Après avoir entendu les avocats des parties à Halifax, le 15 novembre 2000, date à laquelle l'affaire a été mise en délibéré, et après avoir examiné les observations alors formulées,


LA COUR STATUE COMME SUIT :

[1]         La demande est rejetée et les frais sont adjugés au défendeur Barry Waldman sur la base habituelle des frais entre parties, selon l'entente entre les avocats des parties ou, faute d'entente, sur la base de la taxation conformément aux Règles de la Cour.

[2]         Des intérêts seront versés au défendeur Barry Waldman au taux de 5 p. 100 l'an pour la période allant de la date de la décision de l'arbitre jusqu'à la date du paiement.

                                                                                                                             « W. Andrew MacKay »      

JUGE

Traduction certifiée conforme

Suzanne M. Gauthier, LL.L., Trad. a.


Date : 20010808

Dossier : T-611-99

Référence neutre : 2001 FCT 867

ENTRE :

CONSEIL DE BANDE D'ESKASONI

demandeur

et

CANADA (arbitre, Eric Demont, c.r., nommé aux termes de l'article 242

du Code canadien du travail) et BARRY WALDMAN

défendeurs

MOTIFS DE L'ORDONNANCE

LE JUGE MacKAY

[1]         La présente demande de contrôle judiciaire vise à obtenir une ordonnance annulant une décision datée du 2 mars 1999 et fondée sur l'article 242 du Code canadien du travail ( « le Code » ), dans laquelle l'arbitre Eric Demont, c.r., qui a été nommé en application du Code, a accordé des réparations à M. Waldman après avoir confirmé le bien-fondé de l'allégation de celui-ci selon laquelle le conseil de bande d'Eskasoni l'avait injustement congédié.

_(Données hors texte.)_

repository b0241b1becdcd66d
//! Route groups mounted by the service.
//!
//! # Design Decisions
//! - Each group is an externally supplied `Router<AppState>` nested
//!   under a fixed prefix
//! - Paths outside every prefix fall through to the framework 404

pub mod auth;

use axum::Router;

use crate::http::AppState;

pub const AUTH_PREFIX: &str = "/auth";

/// Nest the auth group under [`AUTH_PREFIX`].
pub fn mount(auth: Router<AppState>) -> Router<AppState> {
    Router::new().nest(AUTH_PREFIX, auth)
}
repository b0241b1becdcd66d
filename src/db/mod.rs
//! Document database bootstrap.
//!
//! # Data Flow
//! ```text
//! startup
//!     → spawn_connect (background task, single attempt)
//!         → ok:  DatabaseHandle filled, "Connection established" logged
//!         → err: error logged, handle stays empty
//! routers
//!     → DatabaseHandle::require_database() per request
//! ```
//!
//! # Design Decisions
//! - Startup and request handling never wait on the connection
//! - No retry, no reconnect policy; the driver's own pool handles
//!   transient socket loss once connected
//! - Consumers must tolerate an empty handle

pub mod connection;

pub use connection::{connect, spawn_connect, DatabaseError, DatabaseHandle};
//! Command line and environment overrides.

use crate::config::schema::AppConfig;

/// Values that take precedence over the config file.
#[derive(Debug, Clone, Default, PartialEq)]
pub struct Overrides {
    pub bind_address: Option<String>,
    pub database_uri: Option<String>,
    pub log_level: Option<String>,
}

impl Overrides {
    pub fn apply(self, config: &mut AppConfig) {
        if let Some(addr) = self.bind_address {
            config.server.bind_address = addr;
        }
        if let Some(uri) = self.database_uri {
            config.database.uri = uri;
        }
        if let Some(level) = self.log_level {
            config.observability.log_level = level;
        }
    }
}
//! Cross-origin response headers.
//!
//! # Responsibilities
//! - Stamp the fixed CORS headers on every response
//! - Answer preflight `OPTIONS` requests the router has no handler for
//!
//! # Design Decisions
//! - Headers are origin-independent and override anything set downstream
//! - The header layer sits outside the body and error stages so failures
//!   carry the headers too
//! - Preflight turns the router's 405 into 200, keeping its `Allow` header

use axum::{
    body::Body,
    extract::Request,
    http::{header, HeaderName, HeaderValue, Method, StatusCode},
    middleware::Next,
    response::{IntoResponse, Response},
};
use tower::layer::util::{Identity, Stack};
use tower::ServiceBuilder;
use tower_http::set_header::SetResponseHeaderLayer;

pub const ALLOW_ORIGIN: &str = "*";
pub const ALLOW_METHODS: &str = "OPTIONS, GET, POST, PUT, DELETE";
pub const ALLOW_HEADERS: &str = "Content-Type, Authorization";

pub type SetHeader = SetResponseHeaderLayer<HeaderValue>;

/// The three header layers, composed.
pub type CorsLayer = ServiceBuilder<Stack<SetHeader, Stack<SetHeader, Stack<SetHeader, Identity>>>>;

fn set(name: HeaderName, value: &'static str) -> SetHeader {
    SetResponseHeaderLayer::overriding(name, HeaderValue::from_static(value))
}

pub fn layer() -> CorsLayer {
    ServiceBuilder::new()
        .layer(set(header::ACCESS_CONTROL_ALLOW_ORIGIN, ALLOW_ORIGIN))
        .layer(set(header::ACCESS_CONTROL_ALLOW_METHODS, ALLOW_METHODS))
        .layer(set(header::ACCESS_CONTROL_ALLOW_HEADERS, ALLOW_HEADERS))
}

/// Preflight stage.
pub async fn preflight(request: Request, next: Next) -> Response {
    let is_options = request.method() == Method::OPTIONS;
    let response = next.run(request).await;

    if !is_options || response.status() != StatusCode::METHOD_NOT_ALLOWED {
        return response;
    }

    let allow = response.headers().get(header::ALLOW).cloned();
    let body = allow
        .as_ref()
        .and_then(|v| v.to_str().ok())
        .unwrap_or_default()
        .to_string();

    let mut reply = (StatusCode::OK, Body::from(body)).into_response();
    if let Some(allow) = allow {
        reply.headers_mut().insert(header::ALLOW, allow);
    }
    reply
}
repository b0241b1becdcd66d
//! Shutdown coordination.

use tokio::sync::broadcast;

/// Broadcasts a single shutdown notice to every subscribed task.
#[derive(Debug, Clone)]
pub struct Shutdown {
    tx: broadcast::Sender<()>,
}

impl Shutdown {
    pub fn new() -> Self {
        let (tx, _) = broadcast::channel(1);
        Self { tx }
    }

    pub fn subscribe(&self) -> broadcast::Receiver<()> {
        self.tx.subscribe()
    }

    /// Notify subscribers. Returns how many were still listening.
    pub fn trigger(&self) -> usize {
        self.tx.send(()).unwrap_or(0)
    }
}

impl Default for Shutdown {
    fn default() -> Self {
        Self::new()
    }
}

[2]         Lors du congédiement, M. Waldman a demandé que sa plainte de congédiement injuste soit renvoyée à un arbitre désigné en vertu du Code. Par suite de la décision de l'arbitre, le demandeur a déposé la présente demande, reprochant à l'arbitre d'avoir commis une erreur de droit liée à la compétence lorsqu'il a conclu que M. Waldman n'était pas un directeur au sens du Code et d'avoir tiré des conclusions manifestement déraisonnables sur plusieurs questions de fait. Après avoir examiné les principaux faits ainsi que la question de la compétence, je commenterai quelques-unes des conclusions en question.

[3]         Je souligne que le Canada, qui était représenté par l'arbitre, n'a pas participé à l'audience qui a eu lieu devant moi. Le demandeur, soit le conseil de bande d'Eskasoni, et le défendeur Barry Waldman étaient tous deux représentés par un avocat.

Les faits à l'origine du litige

[4]         M. Waldman a été engagé le 9 juillet 1990 et congédié le 3 mars 1998, alors qu'il occupait le poste de directeur de la planification au centre de formation et d'éducation Unama'ki (le « CFE » ). Ce centre, qui a été ouvert à l'origine pour offrir une formation dans les métiers au niveau secondaire, a commencé en 1993 à élaborer un programme académique à titre de solution de rechange pour les étudiants de ce niveau ayant des problèmes avec le programme provincial offert par le système scolaire public à Sydney sous l'administration de la commission scolaire régionale de Cap Breton-Victoria.


[5]         Vers le milieu des années 1990, le financement et la construction d'une nouvelle école secondaire sur la réserve d'Eskasoni ont été planifiés sous la direction du conseil de bande et avec l'aide d'un conseiller de l'extérieur. Pendant cette planification, M. Waldman a eu des divergences d'opinions avec d'autres personnes au sujet des plans; ces divergences ont donné lieu à des objections de sa part et, finalement, à son congédiement le 3 mars 1998.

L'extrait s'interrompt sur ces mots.